*** Data provided ***
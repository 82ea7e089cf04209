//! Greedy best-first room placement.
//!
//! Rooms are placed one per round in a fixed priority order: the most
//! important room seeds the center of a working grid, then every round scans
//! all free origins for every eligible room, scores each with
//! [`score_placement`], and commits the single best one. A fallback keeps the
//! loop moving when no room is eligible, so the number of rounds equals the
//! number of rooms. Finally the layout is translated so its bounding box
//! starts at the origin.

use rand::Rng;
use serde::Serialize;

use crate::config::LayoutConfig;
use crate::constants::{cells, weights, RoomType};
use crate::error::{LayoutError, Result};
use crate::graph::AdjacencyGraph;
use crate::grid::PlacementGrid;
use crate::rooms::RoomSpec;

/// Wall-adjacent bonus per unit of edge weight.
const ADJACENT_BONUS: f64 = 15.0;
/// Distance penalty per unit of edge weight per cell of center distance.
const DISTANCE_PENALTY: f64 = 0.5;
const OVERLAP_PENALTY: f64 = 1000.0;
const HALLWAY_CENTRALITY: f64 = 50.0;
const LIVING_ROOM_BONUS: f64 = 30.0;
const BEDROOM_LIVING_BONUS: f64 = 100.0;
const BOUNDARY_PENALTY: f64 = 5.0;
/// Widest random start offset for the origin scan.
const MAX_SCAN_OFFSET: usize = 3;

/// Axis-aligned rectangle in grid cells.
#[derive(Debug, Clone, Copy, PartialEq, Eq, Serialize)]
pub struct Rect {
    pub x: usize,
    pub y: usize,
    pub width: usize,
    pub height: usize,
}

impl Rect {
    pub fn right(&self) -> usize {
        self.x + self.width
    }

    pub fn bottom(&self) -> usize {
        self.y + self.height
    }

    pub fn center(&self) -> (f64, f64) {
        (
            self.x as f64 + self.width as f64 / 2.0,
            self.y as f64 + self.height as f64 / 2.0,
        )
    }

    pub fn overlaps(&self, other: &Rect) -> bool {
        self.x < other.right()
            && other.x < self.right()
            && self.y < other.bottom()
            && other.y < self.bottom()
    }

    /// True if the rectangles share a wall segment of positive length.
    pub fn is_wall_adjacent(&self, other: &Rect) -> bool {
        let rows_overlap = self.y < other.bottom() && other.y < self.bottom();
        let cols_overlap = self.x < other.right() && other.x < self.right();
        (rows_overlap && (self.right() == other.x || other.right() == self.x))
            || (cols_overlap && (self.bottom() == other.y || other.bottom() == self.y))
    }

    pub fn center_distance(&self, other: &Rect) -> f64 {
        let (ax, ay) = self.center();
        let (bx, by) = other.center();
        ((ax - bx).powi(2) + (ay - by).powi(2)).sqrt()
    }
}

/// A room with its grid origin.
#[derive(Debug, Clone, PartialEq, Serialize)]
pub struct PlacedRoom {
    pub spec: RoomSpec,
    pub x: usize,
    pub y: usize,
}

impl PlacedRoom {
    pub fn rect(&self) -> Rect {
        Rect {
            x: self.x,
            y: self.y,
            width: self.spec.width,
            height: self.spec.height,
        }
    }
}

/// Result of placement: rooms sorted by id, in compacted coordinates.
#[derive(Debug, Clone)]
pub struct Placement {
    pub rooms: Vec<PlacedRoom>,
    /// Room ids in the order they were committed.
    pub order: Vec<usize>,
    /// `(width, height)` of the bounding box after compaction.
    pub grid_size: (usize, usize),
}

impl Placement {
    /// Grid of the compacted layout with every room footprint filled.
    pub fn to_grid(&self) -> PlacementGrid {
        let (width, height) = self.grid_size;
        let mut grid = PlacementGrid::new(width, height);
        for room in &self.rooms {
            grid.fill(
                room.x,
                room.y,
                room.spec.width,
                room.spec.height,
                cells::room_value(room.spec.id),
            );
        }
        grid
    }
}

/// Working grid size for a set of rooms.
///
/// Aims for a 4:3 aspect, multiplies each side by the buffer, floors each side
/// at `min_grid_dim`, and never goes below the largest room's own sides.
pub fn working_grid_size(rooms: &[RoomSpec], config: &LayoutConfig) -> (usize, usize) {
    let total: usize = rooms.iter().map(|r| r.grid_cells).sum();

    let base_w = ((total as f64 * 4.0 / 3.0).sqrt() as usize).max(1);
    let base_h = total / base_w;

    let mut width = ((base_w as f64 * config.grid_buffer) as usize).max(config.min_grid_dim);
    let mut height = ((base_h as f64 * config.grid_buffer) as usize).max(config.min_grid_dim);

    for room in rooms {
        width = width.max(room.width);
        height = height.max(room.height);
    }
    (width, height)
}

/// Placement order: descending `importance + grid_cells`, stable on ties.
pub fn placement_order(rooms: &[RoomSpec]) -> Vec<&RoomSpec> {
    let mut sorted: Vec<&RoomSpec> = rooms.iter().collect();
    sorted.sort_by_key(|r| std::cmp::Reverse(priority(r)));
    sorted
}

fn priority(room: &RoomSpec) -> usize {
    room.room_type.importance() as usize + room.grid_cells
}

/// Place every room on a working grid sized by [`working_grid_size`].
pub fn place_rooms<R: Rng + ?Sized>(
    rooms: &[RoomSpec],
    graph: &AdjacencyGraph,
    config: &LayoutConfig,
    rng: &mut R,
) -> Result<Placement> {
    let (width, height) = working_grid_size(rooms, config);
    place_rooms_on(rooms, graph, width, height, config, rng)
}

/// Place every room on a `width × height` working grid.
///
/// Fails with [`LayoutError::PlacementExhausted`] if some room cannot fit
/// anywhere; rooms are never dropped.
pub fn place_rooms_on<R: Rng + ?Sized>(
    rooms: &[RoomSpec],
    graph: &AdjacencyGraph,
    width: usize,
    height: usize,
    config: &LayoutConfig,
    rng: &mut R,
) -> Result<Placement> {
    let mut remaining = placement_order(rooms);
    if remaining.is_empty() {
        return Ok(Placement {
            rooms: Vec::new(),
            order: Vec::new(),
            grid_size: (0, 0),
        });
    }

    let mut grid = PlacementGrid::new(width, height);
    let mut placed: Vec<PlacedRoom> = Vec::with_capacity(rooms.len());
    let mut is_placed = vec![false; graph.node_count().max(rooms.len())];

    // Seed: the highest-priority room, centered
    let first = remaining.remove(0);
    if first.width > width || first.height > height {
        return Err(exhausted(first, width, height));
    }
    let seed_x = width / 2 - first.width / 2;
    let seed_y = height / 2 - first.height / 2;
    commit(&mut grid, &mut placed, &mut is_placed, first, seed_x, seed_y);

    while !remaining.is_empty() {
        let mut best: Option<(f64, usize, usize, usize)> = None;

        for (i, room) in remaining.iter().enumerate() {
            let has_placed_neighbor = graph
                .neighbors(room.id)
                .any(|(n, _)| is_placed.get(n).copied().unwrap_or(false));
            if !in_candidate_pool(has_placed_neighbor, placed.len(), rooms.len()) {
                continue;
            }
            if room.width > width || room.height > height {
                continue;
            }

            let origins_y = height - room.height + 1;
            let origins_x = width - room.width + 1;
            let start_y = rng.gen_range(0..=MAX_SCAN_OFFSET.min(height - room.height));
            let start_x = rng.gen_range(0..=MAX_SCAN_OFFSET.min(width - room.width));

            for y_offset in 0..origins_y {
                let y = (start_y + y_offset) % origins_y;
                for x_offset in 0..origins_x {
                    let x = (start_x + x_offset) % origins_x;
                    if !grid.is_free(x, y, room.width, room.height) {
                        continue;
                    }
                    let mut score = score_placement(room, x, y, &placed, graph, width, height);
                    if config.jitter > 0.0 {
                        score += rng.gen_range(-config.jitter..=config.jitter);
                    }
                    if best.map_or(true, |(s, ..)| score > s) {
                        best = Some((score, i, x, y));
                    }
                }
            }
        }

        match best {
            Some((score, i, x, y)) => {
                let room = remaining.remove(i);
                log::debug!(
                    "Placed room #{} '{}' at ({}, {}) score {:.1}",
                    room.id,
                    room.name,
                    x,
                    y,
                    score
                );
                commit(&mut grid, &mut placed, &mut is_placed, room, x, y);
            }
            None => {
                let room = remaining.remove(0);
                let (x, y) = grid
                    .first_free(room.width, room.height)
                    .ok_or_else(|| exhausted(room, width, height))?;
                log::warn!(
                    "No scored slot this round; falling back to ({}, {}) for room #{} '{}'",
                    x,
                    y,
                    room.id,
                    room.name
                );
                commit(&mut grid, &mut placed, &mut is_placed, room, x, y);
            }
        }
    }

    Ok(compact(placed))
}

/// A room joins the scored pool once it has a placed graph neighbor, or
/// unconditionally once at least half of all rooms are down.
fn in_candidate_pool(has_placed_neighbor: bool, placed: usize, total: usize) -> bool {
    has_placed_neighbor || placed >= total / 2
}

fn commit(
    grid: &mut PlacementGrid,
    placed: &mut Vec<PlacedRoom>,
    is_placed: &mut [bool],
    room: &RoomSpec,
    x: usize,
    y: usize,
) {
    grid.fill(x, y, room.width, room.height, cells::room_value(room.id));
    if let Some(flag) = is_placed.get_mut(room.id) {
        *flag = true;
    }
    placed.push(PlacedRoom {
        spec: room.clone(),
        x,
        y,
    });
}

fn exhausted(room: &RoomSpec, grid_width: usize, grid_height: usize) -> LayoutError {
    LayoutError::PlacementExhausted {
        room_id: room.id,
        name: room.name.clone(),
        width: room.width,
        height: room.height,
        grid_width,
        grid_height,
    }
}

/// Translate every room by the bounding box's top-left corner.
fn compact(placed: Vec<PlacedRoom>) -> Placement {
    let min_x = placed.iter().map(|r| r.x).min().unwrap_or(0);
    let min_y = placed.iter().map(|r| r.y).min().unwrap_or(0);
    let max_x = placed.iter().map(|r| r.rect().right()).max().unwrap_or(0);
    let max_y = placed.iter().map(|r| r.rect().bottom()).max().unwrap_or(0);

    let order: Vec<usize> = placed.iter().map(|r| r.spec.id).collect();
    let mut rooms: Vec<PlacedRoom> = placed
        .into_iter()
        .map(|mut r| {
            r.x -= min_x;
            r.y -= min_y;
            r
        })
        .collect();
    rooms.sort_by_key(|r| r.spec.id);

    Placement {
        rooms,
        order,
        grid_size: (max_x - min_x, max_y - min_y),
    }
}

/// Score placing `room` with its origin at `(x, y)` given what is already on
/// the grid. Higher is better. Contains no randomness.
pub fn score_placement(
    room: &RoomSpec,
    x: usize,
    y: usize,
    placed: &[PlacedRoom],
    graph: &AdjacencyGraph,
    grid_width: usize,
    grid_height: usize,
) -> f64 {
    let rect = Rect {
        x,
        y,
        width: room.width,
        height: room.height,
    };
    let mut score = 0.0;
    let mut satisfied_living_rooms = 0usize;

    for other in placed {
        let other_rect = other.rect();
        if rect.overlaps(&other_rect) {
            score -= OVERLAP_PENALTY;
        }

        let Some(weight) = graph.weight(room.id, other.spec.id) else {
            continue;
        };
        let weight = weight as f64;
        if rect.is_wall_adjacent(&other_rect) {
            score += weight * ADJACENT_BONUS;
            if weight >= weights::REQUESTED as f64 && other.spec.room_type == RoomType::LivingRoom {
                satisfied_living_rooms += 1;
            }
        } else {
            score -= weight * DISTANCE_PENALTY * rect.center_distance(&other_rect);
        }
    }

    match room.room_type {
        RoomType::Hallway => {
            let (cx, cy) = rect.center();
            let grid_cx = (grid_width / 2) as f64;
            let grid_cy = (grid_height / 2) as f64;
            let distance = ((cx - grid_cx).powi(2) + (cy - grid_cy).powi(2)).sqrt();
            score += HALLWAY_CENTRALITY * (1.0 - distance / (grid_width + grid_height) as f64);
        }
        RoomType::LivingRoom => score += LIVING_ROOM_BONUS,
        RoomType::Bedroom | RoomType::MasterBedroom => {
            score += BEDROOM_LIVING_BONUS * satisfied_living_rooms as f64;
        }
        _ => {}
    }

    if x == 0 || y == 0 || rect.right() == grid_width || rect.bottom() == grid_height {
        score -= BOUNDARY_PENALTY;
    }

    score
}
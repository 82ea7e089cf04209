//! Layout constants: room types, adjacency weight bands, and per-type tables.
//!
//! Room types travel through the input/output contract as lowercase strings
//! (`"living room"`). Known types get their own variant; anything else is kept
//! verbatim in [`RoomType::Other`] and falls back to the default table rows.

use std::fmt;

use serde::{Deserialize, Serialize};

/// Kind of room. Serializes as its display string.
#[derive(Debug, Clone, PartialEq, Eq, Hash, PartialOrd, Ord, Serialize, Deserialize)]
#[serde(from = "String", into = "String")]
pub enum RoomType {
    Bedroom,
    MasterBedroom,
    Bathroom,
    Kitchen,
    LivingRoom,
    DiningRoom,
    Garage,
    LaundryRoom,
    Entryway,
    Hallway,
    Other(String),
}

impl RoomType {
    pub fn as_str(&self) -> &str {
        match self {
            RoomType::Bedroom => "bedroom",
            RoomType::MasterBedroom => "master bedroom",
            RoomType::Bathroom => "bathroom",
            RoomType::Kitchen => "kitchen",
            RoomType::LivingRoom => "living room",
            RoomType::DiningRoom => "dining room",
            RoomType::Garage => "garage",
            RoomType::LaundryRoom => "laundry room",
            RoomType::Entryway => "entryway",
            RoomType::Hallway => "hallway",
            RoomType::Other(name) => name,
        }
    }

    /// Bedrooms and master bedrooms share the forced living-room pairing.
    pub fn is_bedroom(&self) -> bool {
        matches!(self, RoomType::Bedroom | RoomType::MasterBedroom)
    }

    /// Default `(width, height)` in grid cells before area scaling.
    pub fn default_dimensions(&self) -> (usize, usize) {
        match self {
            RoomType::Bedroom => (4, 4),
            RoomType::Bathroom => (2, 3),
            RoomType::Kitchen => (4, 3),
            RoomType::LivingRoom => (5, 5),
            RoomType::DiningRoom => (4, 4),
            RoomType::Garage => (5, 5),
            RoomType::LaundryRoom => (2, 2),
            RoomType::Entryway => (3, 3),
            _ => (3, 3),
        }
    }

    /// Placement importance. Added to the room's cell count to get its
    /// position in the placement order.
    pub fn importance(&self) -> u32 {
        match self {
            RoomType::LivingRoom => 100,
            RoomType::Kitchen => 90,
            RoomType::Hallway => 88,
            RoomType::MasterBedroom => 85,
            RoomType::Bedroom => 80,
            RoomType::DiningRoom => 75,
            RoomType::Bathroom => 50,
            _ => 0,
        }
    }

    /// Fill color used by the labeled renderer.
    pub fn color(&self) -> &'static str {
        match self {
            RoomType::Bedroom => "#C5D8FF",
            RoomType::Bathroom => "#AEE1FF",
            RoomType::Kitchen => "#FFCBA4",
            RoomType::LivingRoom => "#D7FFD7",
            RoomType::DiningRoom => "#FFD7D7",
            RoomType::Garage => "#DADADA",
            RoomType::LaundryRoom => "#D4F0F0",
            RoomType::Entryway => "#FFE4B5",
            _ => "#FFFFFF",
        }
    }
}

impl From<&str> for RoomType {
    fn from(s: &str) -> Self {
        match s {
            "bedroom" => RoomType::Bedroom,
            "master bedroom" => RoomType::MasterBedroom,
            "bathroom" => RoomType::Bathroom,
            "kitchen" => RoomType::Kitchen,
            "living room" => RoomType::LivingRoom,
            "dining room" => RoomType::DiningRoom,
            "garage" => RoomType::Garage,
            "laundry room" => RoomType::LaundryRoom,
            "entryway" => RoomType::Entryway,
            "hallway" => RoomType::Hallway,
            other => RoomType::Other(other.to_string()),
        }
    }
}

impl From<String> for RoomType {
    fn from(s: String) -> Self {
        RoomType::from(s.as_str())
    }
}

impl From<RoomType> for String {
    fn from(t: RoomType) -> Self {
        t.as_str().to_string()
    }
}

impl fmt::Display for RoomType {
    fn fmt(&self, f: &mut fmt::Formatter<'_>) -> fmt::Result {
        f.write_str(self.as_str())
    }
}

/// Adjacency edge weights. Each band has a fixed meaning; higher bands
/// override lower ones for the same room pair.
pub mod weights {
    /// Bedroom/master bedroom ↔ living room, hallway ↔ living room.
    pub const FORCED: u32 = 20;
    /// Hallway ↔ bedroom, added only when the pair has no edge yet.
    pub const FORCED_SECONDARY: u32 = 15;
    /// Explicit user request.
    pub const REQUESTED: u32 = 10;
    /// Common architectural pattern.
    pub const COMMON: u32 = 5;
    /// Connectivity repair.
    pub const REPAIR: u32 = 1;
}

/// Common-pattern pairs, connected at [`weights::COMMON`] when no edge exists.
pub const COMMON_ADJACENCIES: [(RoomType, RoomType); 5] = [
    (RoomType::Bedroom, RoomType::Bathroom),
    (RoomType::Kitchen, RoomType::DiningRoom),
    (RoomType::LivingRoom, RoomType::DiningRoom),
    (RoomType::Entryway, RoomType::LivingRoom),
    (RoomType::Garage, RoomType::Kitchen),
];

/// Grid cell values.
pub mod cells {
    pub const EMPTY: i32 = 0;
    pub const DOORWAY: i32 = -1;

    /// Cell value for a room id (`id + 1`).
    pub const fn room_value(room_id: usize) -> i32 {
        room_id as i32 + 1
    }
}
*** End of Data provided ***
#### [Directions for this task]
Output exactly one stretch of the listing: from the line containing "they were committed." through the line containing "let base_w = ((total", both end lines included.

#### [Response to the exercise]
    /// Room ids in the order they were committed.
    pub order: Vec<usize>,
    /// `(width, height)` of the bounding box after compaction.
    pub grid_size: (usize, usize),
}

impl Placement {
    /// Grid of the compacted layout with every room footprint filled.
    pub fn to_grid(&self) -> PlacementGrid {
        let (width, height) = self.grid_size;
        let mut grid = PlacementGrid::new(width, height);
        for room in &self.rooms {
            grid.fill(
                room.x,
                room.y,
                room.spec.width,
                room.spec.height,
                cells::room_value(room.spec.id),
            );
        }
        grid
    }
}

/// Working grid size for a set of rooms.
///
/// Aims for a 4:3 aspect, multiplies each side by the buffer, floors each side
/// at `min_grid_dim`, and never goes below the largest room's own sides.
pub fn working_grid_size(rooms: &[RoomSpec], config: &LayoutConfig) -> (usize, usize) {
    let total: usize = rooms.iter().map(|r| r.grid_cells).sum();

    let base_w = ((total as f64 * 4.0 / 3.0).sqrt() as usize).max(1);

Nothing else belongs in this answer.